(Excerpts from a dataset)
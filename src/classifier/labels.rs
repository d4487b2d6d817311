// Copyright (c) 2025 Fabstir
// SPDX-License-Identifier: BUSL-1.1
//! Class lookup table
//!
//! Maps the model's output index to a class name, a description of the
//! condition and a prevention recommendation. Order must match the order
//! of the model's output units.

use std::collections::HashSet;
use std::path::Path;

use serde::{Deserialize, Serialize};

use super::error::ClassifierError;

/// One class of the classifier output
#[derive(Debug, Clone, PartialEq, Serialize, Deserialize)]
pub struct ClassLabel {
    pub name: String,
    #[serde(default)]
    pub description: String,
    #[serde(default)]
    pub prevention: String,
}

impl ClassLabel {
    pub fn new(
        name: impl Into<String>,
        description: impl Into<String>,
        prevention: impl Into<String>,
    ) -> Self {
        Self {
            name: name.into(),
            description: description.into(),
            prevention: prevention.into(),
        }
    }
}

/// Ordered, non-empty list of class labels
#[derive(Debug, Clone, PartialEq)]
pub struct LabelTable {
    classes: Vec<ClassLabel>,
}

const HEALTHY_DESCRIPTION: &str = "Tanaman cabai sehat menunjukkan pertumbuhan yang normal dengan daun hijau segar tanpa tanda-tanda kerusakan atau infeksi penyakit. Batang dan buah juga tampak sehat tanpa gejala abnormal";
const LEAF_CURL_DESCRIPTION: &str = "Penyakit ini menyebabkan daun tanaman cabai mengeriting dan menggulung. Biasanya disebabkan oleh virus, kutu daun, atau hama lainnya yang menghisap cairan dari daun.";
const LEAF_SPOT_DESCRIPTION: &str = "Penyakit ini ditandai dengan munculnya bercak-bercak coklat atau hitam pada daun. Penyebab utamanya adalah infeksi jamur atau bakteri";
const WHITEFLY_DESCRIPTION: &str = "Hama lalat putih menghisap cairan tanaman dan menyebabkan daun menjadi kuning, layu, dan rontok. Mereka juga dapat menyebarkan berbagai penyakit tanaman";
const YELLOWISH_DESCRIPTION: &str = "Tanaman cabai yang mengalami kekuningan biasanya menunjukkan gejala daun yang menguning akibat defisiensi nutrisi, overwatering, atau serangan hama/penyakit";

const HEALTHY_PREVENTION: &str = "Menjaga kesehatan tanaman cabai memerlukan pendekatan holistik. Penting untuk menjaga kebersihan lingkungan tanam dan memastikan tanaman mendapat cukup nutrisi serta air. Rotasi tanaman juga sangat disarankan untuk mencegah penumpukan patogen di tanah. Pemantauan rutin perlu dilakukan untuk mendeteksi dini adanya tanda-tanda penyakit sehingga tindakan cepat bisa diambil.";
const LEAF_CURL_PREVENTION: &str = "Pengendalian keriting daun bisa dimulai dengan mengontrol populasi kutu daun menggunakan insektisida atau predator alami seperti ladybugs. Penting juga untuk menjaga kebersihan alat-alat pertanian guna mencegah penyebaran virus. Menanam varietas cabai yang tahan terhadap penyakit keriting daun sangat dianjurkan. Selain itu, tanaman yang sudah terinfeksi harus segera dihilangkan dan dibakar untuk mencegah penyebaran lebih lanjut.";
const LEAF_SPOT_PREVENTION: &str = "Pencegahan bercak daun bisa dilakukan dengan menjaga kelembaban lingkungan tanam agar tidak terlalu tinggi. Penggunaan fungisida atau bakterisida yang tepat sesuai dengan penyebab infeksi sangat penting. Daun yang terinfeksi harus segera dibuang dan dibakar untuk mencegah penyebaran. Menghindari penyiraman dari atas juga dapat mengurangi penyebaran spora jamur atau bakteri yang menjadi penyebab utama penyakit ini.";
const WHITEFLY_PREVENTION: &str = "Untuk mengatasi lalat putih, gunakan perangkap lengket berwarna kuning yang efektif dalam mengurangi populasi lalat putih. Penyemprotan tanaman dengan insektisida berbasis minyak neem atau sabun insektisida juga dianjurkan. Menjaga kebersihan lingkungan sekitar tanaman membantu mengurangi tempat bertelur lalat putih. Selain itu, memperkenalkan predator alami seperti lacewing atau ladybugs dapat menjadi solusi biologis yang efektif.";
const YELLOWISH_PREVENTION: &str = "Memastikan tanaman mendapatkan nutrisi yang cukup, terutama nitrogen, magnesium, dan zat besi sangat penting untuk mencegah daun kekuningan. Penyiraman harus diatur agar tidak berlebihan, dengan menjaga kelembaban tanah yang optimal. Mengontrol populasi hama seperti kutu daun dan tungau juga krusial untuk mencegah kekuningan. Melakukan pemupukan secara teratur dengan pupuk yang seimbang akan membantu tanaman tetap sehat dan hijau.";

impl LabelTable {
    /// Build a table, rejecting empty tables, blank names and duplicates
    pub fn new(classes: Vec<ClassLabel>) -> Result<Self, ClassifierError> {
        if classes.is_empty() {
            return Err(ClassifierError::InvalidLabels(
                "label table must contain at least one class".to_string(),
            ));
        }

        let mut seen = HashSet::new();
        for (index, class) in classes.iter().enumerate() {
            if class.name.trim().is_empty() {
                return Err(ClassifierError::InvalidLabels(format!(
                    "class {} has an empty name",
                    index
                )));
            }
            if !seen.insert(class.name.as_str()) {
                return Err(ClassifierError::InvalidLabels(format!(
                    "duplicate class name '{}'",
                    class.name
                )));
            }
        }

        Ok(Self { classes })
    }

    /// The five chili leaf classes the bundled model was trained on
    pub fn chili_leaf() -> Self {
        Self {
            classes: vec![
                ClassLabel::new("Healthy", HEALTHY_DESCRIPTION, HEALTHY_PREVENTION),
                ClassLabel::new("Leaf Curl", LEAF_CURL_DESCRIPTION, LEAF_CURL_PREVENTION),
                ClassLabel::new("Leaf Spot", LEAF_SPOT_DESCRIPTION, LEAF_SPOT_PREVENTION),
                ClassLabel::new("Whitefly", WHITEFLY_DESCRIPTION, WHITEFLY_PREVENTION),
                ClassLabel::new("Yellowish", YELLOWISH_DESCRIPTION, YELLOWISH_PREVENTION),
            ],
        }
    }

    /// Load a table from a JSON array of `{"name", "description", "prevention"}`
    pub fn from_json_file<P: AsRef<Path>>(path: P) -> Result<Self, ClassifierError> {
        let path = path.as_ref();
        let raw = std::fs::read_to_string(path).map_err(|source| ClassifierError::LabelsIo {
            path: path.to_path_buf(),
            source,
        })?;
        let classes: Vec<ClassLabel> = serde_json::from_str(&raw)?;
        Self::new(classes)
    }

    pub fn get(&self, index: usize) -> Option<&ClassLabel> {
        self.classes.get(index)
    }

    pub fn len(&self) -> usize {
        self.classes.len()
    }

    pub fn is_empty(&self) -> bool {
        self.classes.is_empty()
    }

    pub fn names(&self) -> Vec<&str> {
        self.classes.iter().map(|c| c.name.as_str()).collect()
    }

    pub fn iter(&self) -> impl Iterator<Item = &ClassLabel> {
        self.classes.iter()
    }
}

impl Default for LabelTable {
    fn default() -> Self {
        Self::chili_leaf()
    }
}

Your goal:
Write the records out once more, word for word.

Reply:
filename src/classifier/labels.rs
repository d4487b2d6d817311
// Copyright (c) 2025 Fabstir
// SPDX-License-Identifier: BUSL-1.1
//! Class lookup table
//!
//! Maps the model's output index to a class name, a description of the
//! condition and a prevention recommendation. Order must match the order
//! of the model's output units.

use std::collections::HashSet;
use std::path::Path;

use serde::{Deserialize, Serialize};

use super::error::ClassifierError;

/// One class of the classifier output
#[derive(Debug, Clone, PartialEq, Serialize, Deserialize)]
pub struct ClassLabel {
    pub name: String,
    #[serde(default)]
    pub description: String,
    #[serde(default)]
    pub prevention: String,
}

impl ClassLabel {
    pub fn new(
        name: impl Into<String>,
        description: impl Into<String>,
        prevention: impl Into<String>,
    ) -> Self {
        Self {
            name: name.into(),
            description: description.into(),
            prevention: prevention.into(),
        }
    }
}

/// Ordered, non-empty list of class labels
#[derive(Debug, Clone, PartialEq)]
pub struct LabelTable {
    classes: Vec<ClassLabel>,
}

const HEALTHY_DESCRIPTION: &str = "Tanaman cabai sehat menunjukkan pertumbuhan yang normal dengan daun hijau segar tanpa tanda-tanda kerusakan atau infeksi penyakit. Batang dan buah juga tampak sehat tanpa gejala abnormal";
const LEAF_CURL_DESCRIPTION: &str = "Penyakit ini menyebabkan daun tanaman cabai mengeriting dan menggulung. Biasanya disebabkan oleh virus, kutu daun, atau hama lainnya yang menghisap cairan dari daun.";
const LEAF_SPOT_DESCRIPTION: &str = "Penyakit ini ditandai dengan munculnya bercak-bercak coklat atau hitam pada daun. Penyebab utamanya adalah infeksi jamur atau bakteri";
const WHITEFLY_DESCRIPTION: &str = "Hama lalat putih menghisap cairan tanaman dan menyebabkan daun menjadi kuning, layu, dan rontok. Mereka juga dapat menyebarkan berbagai penyakit tanaman";
const YELLOWISH_DESCRIPTION: &str = "Tanaman cabai yang mengalami kekuningan biasanya menunjukkan gejala daun yang menguning akibat defisiensi nutrisi, overwatering, atau serangan hama/penyakit";

const HEALTHY_PREVENTION: &str = "Menjaga kesehatan tanaman cabai memerlukan pendekatan holistik. Penting untuk menjaga kebersihan lingkungan tanam dan memastikan tanaman mendapat cukup nutrisi serta air. Rotasi tanaman juga sangat disarankan untuk mencegah penumpukan patogen di tanah. Pemantauan rutin perlu dilakukan untuk mendeteksi dini adanya tanda-tanda penyakit sehingga tindakan cepat bisa diambil.";
const LEAF_CURL_PREVENTION: &str = "Pengendalian keriting daun bisa dimulai dengan mengontrol populasi kutu daun menggunakan insektisida atau predator alami seperti ladybugs. Penting juga untuk menjaga kebersihan alat-alat pertanian guna mencegah penyebaran virus. Menanam varietas cabai yang tahan terhadap penyakit keriting daun sangat dianjurkan. Selain itu, tanaman yang sudah terinfeksi harus segera dihilangkan dan dibakar untuk mencegah penyebaran lebih lanjut.";
const LEAF_SPOT_PREVENTION: &str = "Pencegahan bercak daun bisa dilakukan dengan menjaga kelembaban lingkungan tanam agar tidak terlalu tinggi. Penggunaan fungisida atau bakterisida yang tepat sesuai dengan penyebab infeksi sangat penting. Daun yang terinfeksi harus segera dibuang dan dibakar untuk mencegah penyebaran. Menghindari penyiraman dari atas juga dapat mengurangi penyebaran spora jamur atau bakteri yang menjadi penyebab utama penyakit ini.";
const WHITEFLY_PREVENTION: &str = "Untuk mengatasi lalat putih, gunakan perangkap lengket berwarna kuning yang efektif dalam mengurangi populasi lalat putih. Penyemprotan tanaman dengan insektisida berbasis minyak neem atau sabun insektisida juga dianjurkan. Menjaga kebersihan lingkungan sekitar tanaman membantu mengurangi tempat bertelur lalat putih. Selain itu, memperkenalkan predator alami seperti lacewing atau ladybugs dapat menjadi solusi biologis yang efektif.";
const YELLOWISH_PREVENTION: &str = "Memastikan tanaman mendapatkan nutrisi yang cukup, terutama nitrogen, magnesium, dan zat besi sangat penting untuk mencegah daun kekuningan. Penyiraman harus diatur agar tidak berlebihan, dengan menjaga kelembaban tanah yang optimal. Mengontrol populasi hama seperti kutu daun dan tungau juga krusial untuk mencegah kekuningan. Melakukan pemupukan secara teratur dengan pupuk yang seimbang akan membantu tanaman tetap sehat dan hijau.";

impl LabelTable {
    /// Build a table, rejecting empty tables, blank names and duplicates
    pub fn new(classes: Vec<ClassLabel>) -> Result<Self, ClassifierError> {
        if classes.is_empty() {
            return Err(ClassifierError::InvalidLabels(
                "label table must contain at least one class".to_string(),
            ));
        }

        let mut seen = HashSet::new();
        for (index, class) in classes.iter().enumerate() {
            if class.name.trim().is_empty() {
                return Err(ClassifierError::InvalidLabels(format!(
                    "class {} has an empty name",
                    index
                )));
            }
            if !seen.insert(class.name.as_str()) {
                return Err(ClassifierError::InvalidLabels(format!(
                    "duplicate class name '{}'",
                    class.name
                )));
            }
        }

        Ok(Self { classes })
    }

    /// The five chili leaf classes the bundled model was trained on
    pub fn chili_leaf() -> Self {
        Self {
            classes: vec![
                ClassLabel::new("Healthy", HEALTHY_DESCRIPTION, HEALTHY_PREVENTION),
                ClassLabel::new("Leaf Curl", LEAF_CURL_DESCRIPTION, LEAF_CURL_PREVENTION),
                ClassLabel::new("Leaf Spot", LEAF_SPOT_DESCRIPTION, LEAF_SPOT_PREVENTION),
                ClassLabel::new("Whitefly", WHITEFLY_DESCRIPTION, WHITEFLY_PREVENTION),
                ClassLabel::new("Yellowish", YELLOWISH_DESCRIPTION, YELLOWISH_PREVENTION),
            ],
        }
    }

    /// Load a table from a JSON array of `{"name", "description", "prevention"}`
    pub fn from_json_file<P: AsRef<Path>>(path: P) -> Result<Self, ClassifierError> {
        let path = path.as_ref();
        let raw = std::fs::read_to_string(path).map_err(|source| ClassifierError::LabelsIo {
            path: path.to_path_buf(),
            source,
        })?;
        let classes: Vec<ClassLabel> = serde_json::from_str(&raw)?;
        Self::new(classes)
    }

    pub fn get(&self, index: usize) -> Option<&ClassLabel> {
        self.classes.get(index)
    }

    pub fn len(&self) -> usize {
        self.classes.len()
    }

    pub fn is_empty(&self) -> bool {
        self.classes.is_empty()
    }

    pub fn names(&self) -> Vec<&str> {
        self.classes.iter().map(|c| c.name.as_str()).collect()
    }

    pub fn iter(&self) -> impl Iterator<Item = &ClassLabel> {
        self.classes.iter()
    }
}

impl Default for LabelTable {
    fn default() -> Self {
        Self::chili_leaf()
    }
}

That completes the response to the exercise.